■ PROBLEM REQUIREMENTS
Your answer must be a single number: the count of lines in the entries below that hold "markers".

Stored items
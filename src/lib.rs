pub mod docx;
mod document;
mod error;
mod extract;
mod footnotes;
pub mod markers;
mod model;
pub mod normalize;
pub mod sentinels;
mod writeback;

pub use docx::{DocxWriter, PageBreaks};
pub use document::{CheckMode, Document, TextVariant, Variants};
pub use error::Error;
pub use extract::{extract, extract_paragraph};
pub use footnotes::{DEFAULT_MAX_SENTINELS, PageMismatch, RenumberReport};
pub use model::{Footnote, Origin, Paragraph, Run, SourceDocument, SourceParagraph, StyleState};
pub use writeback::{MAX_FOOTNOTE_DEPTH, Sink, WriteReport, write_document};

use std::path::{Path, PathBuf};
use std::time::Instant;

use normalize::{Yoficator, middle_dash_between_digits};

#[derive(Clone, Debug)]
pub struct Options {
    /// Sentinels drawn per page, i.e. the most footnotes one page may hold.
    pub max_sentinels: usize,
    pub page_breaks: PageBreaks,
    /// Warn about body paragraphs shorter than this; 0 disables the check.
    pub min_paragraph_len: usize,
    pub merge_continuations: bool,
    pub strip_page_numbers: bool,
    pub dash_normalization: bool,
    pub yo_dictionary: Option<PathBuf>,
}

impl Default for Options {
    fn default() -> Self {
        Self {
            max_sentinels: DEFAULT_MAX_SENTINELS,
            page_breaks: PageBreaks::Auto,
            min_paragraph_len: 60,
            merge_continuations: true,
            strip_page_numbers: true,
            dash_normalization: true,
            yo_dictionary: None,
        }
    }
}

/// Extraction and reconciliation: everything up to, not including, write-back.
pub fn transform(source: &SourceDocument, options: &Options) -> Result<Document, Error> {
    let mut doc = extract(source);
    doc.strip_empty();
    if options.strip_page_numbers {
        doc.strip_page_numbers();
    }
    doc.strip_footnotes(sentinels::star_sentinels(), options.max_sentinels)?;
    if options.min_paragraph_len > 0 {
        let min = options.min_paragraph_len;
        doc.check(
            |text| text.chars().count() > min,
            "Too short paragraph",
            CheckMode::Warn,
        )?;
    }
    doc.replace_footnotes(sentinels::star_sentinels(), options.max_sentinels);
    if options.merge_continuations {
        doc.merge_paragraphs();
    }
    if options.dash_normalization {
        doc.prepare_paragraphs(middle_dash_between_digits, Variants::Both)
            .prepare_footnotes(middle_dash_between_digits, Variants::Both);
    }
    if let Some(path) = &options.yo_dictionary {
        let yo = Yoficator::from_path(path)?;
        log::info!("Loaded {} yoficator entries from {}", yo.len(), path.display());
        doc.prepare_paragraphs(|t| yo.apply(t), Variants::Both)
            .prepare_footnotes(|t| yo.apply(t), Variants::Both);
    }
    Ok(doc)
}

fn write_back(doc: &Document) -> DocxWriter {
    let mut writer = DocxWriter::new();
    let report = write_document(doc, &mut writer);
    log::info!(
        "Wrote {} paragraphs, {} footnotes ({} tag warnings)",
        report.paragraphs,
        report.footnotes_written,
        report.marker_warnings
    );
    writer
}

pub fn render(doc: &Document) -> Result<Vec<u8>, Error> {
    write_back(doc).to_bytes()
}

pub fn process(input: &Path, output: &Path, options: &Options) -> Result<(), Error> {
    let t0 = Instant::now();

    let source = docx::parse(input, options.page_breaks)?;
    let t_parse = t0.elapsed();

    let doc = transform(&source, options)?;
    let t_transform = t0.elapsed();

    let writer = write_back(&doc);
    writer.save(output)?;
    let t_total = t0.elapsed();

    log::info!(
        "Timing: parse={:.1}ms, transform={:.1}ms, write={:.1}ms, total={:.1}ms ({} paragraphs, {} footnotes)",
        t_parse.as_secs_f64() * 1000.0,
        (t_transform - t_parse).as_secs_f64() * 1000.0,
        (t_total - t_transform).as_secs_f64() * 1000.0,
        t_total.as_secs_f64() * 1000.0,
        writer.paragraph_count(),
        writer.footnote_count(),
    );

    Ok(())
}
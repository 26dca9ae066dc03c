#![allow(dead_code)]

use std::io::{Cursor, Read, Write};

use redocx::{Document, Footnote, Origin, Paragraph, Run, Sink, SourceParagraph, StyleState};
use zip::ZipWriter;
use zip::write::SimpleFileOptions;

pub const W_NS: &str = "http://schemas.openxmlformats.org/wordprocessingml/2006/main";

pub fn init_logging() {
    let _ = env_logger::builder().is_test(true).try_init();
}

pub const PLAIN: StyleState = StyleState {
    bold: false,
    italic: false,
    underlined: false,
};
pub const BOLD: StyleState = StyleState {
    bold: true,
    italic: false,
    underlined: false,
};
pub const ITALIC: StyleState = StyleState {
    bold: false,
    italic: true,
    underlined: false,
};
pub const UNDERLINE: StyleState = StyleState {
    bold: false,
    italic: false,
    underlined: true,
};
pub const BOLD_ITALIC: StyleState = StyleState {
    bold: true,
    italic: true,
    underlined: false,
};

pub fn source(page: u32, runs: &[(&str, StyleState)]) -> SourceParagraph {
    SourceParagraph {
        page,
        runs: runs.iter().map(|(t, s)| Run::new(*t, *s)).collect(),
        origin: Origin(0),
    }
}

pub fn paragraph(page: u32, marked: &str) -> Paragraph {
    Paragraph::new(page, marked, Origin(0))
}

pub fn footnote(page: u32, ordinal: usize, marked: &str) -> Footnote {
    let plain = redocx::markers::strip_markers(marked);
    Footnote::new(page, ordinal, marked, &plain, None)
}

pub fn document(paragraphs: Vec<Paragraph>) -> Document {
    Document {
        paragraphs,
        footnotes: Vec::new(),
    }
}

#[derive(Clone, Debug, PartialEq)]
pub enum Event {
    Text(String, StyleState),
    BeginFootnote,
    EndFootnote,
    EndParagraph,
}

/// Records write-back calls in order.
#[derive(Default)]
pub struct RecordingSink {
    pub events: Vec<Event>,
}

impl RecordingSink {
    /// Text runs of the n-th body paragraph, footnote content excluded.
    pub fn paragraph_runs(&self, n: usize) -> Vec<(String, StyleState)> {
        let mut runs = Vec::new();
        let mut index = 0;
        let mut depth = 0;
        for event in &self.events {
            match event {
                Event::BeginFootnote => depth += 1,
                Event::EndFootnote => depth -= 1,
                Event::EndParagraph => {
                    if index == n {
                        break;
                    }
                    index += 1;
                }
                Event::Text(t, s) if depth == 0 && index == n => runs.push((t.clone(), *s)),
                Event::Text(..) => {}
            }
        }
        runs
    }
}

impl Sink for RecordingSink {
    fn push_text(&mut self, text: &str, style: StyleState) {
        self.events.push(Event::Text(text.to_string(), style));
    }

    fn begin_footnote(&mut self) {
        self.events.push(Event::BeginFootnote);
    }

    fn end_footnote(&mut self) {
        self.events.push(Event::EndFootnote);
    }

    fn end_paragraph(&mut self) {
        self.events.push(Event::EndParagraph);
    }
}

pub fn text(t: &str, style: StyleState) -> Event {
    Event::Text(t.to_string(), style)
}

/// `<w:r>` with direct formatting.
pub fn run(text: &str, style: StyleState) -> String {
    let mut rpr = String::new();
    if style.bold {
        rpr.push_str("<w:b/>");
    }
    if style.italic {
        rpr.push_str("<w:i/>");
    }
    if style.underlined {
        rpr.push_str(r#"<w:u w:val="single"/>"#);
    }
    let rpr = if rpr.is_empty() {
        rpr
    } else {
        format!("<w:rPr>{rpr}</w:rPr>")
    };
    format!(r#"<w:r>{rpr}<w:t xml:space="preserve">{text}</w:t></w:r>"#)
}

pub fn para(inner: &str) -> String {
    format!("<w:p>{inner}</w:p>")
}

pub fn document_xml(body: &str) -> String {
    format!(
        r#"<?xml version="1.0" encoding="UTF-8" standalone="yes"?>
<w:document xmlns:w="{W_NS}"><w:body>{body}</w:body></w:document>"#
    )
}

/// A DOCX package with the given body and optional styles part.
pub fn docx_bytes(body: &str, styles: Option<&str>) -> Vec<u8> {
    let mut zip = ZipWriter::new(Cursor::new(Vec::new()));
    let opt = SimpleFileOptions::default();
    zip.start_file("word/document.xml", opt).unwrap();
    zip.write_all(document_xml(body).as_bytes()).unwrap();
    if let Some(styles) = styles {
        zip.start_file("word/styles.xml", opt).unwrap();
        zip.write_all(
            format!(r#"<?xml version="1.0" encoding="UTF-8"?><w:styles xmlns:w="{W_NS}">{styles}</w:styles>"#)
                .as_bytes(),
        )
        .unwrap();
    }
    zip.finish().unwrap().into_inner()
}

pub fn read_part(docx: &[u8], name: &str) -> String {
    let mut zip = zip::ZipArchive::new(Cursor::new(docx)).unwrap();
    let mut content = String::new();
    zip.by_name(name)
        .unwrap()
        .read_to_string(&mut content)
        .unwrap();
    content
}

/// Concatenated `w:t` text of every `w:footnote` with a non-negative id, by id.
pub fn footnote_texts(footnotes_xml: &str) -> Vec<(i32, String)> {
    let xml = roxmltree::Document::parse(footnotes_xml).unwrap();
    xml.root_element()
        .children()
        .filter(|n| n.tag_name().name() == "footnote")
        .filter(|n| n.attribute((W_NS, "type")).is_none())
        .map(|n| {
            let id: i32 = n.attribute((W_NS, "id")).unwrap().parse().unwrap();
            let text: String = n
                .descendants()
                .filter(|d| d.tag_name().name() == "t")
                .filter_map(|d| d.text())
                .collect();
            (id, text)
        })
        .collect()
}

■ RESULT FOR THIS EXERCISE
2